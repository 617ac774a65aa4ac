//! The cross-driver resumable-upload abstraction.
//!
//! `Driver::writer` hands back one of these instead of a raw file handle so
//! that backends which cannot `write(2)` at an arbitrary offset (S3-family
//! multipart uploads) can still participate in the same resumable-upload
//! protocol as a backend that can (filesystem, WebHDFS). Every concrete
//! writer drives the same four-state machine; only how it turns buffered
//! bytes into backend calls differs.

use async_trait::async_trait;
use bytes::{Bytes, BytesMut};

use ocistore_core::errors::{Error, Result};

/// `Write` is valid only in `Open`; `Close`/`Commit`/`Cancel` are each
/// valid only once and move the writer to a terminal state except
/// `Close`, which may be followed by `Commit` or `Cancel`.
#[derive(Clone, Copy, Debug, PartialEq, Eq)]
pub enum WriterState {
    Open,
    Closed,
    Committed,
    Cancelled,
}

impl WriterState {
    fn label(self) -> &'static str {
        match self {
            WriterState::Open => "open",
            WriterState::Closed => "closed",
            WriterState::Committed => "committed",
            WriterState::Cancelled => "cancelled",
        }
    }
}

/// A resumable, append-only destination for blob bytes.
///
/// `size()` reports bytes accepted so far (a session's `bytes_received`),
/// not necessarily bytes durable at the backend — a writer is free to
/// buffer internally and only flush on `close`/`commit`.
#[async_trait]
pub trait Writer: Send {
    /// Append `data` at the writer's current offset. Must fail with
    /// [`Error::WriterClosed`] unless the writer is `Open`.
    async fn write(&mut self, data: Bytes) -> Result<usize>;

    /// Bytes accepted via `write` so far.
    fn size(&self) -> u64;

    /// Flush buffered bytes and stop accepting writes, without finalizing
    /// the upload. Valid from `Open` only; moves to `Closed`.
    async fn close(&mut self) -> Result<()>;

    /// Finalize the upload, making the written bytes visible at the
    /// destination path. Valid from `Open` or `Closed`; moves to
    /// `Committed`. `size_hint`, when given, lets multipart backends
    /// validate the part count/sizes they assembled.
    async fn commit(&mut self, size_hint: Option<u64>) -> Result<()>;

    /// Abort the upload and discard any bytes written so far. Valid from
    /// `Open` or `Closed`; moves to `Cancelled`.
    async fn cancel(&mut self) -> Result<()>;

    fn state(&self) -> WriterState;
}

/// Guards a state transition, returning [`Error::WriterClosed`] if `from`
/// isn't one of `allowed`.
pub(crate) fn require_state(current: WriterState, allowed: &[WriterState]) -> Result<()> {
    if allowed.contains(&current) {
        Ok(())
    } else {
        Err(Error::writer_closed(current.label()))
    }
}

/// Chunk buffering for multipart backends (S3-family). Bytes accumulate in
/// `pending` until a full chunk is available, at which point it moves into
/// `held` rather than shipping immediately: a chunk just filled might still
/// turn out to be the final part of the upload, which is exempt from the
/// minimum part size, so it cannot be uploaded as a regular part yet. Only
/// once a *later* chunk also fills does the previously `held` chunk become
/// provably non-final and get released to the caller for upload.
#[derive(Debug, Default)]
pub struct PartBuffer {
    pending: BytesMut,
    held: Option<Bytes>,
    min_part_size: usize,
}

impl PartBuffer {
    pub fn new(min_part_size: usize) -> Self {
        Self {
            pending: BytesMut::new(),
            held: None,
            min_part_size,
        }
    }

    /// Append `data`; returns any parts now provably safe to upload (i.e.
    /// superseded by a later full chunk, so no longer a candidate for the
    /// final, size-exempt part).
    pub fn push(&mut self, data: &[u8]) -> Vec<Bytes> {
        self.pending.extend_from_slice(data);
        let mut ready = Vec::new();
        while self.pending.len() >= self.min_part_size {
            let chunk = self.pending.split_to(self.min_part_size).freeze();
            if let Some(superseded) = self.held.replace(chunk) {
                ready.push(superseded);
            }
        }
        ready
    }

    /// Drain the held chunk (if any) and the undersized remainder,
    /// concatenated into a single final part regardless of size. Called on
    /// close/commit, since the final part of a multipart upload is exempt
    /// from the minimum-size constraint.
    pub fn drain(&mut self) -> Option<Bytes> {
        let held = self.held.take();
        let tail = if self.pending.is_empty() {
            None
        } else {
            Some(self.pending.split().freeze())
        };
        match (held, tail) {
            (None, None) => None,
            (Some(h), None) => Some(h),
            (None, Some(t)) => Some(t),
            (Some(h), Some(t)) => {
                let mut combined = BytesMut::with_capacity(h.len() + t.len());
                combined.extend_from_slice(&h);
                combined.extend_from_slice(&t);
                Some(combined.freeze())
            }
        }
    }

    pub fn pending_len(&self) -> usize {
        self.pending.len() + self.held.as_ref().map_or(0, |h| h.len())
    }
}

/// Block buffering for append-only backends (WebHDFS): bytes accumulate
/// until a block boundary, then flush as a single append call.
#[derive(Debug, Default)]
pub struct AppendBuffer {
    pending: BytesMut,
    block_size: usize,
}

impl AppendBuffer {
    pub fn new(block_size: usize) -> Self {
        Self {
            pending: BytesMut::new(),
            block_size,
        }
    }

    /// Append `data`; returns a block to flush once the buffer has grown
    /// past `block_size`, otherwise `None`.
    pub fn push(&mut self, data: &[u8]) -> Option<Bytes> {
        self.pending.extend_from_slice(data);
        if self.pending.len() >= self.block_size {
            Some(self.pending.split().freeze())
        } else {
            None
        }
    }

    pub fn drain(&mut self) -> Option<Bytes> {
        if self.pending.is_empty() {
            None
        } else {
            Some(self.pending.split().freeze())
        }
    }
}

/// One part of a multipart upload, tracked by the S3-family writer so it
/// can build the final `CompleteMultipartUpload` part list.
#[derive(Clone, Debug)]
pub struct Part {
    pub part_number: i32,
    pub etag: Option<String>,
    pub size: u64,
}

#[cfg(test)]
mod tests {
    use super::*;

    #[test]
    fn part_buffer_withholds_a_full_chunk_as_the_candidate_final_part() {
        let mut buf = PartBuffer::new(4);
        let ready = buf.push(b"abcd");
        assert!(ready.is_empty());
        assert_eq!(buf.pending_len(), 4);
    }

    #[test]
    fn part_buffer_releases_the_held_chunk_once_a_later_one_fills() {
        let mut buf = PartBuffer::new(4);
        buf.push(b"abcd");
        let ready = buf.push(b"efgh");
        assert_eq!(ready, vec![Bytes::from_static(b"abcd")]);
        assert_eq!(buf.pending_len(), 4);
    }

    #[test]
    fn part_buffer_drain_flushes_held_chunk_and_remainder_together() {
        let mut buf = PartBuffer::new(4);
        buf.push(b"abcd");
        buf.push(b"ef");
        assert_eq!(buf.drain(), Some(Bytes::from_static(b"abcdef")));
        assert_eq!(buf.drain(), None);
    }

    #[test]
    fn part_buffer_drain_with_no_held_chunk_flushes_remainder_only() {
        let mut buf = PartBuffer::new(4);
        buf.push(b"ab");
        assert_eq!(buf.drain(), Some(Bytes::from_static(b"ab")));
        assert_eq!(buf.drain(), None);
    }

    #[test]
    fn append_buffer_flushes_at_block_size() {
        let mut buf = AppendBuffer::new(3);
        assert_eq!(buf.push(b"a"), None);
        assert_eq!(buf.push(b"bc"), Some(Bytes::from_static(b"abc")));
    }

    #[test]
    fn require_state_rejects_terminal_states() {
        assert!(require_state(WriterState::Open, &[WriterState::Open]).is_ok());
        let err = require_state(WriterState::Committed, &[WriterState::Open]).unwrap_err();
        assert_eq!(err.code(), "WRITER_CLOSED");
    }
}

━━━━━━━━━━━━━━━━━━━━━━━━━━━━━━

What to work on :: Go through the data above and count the lines that hold "resumable". Respond with the number and no other words.

Worked solution :: 3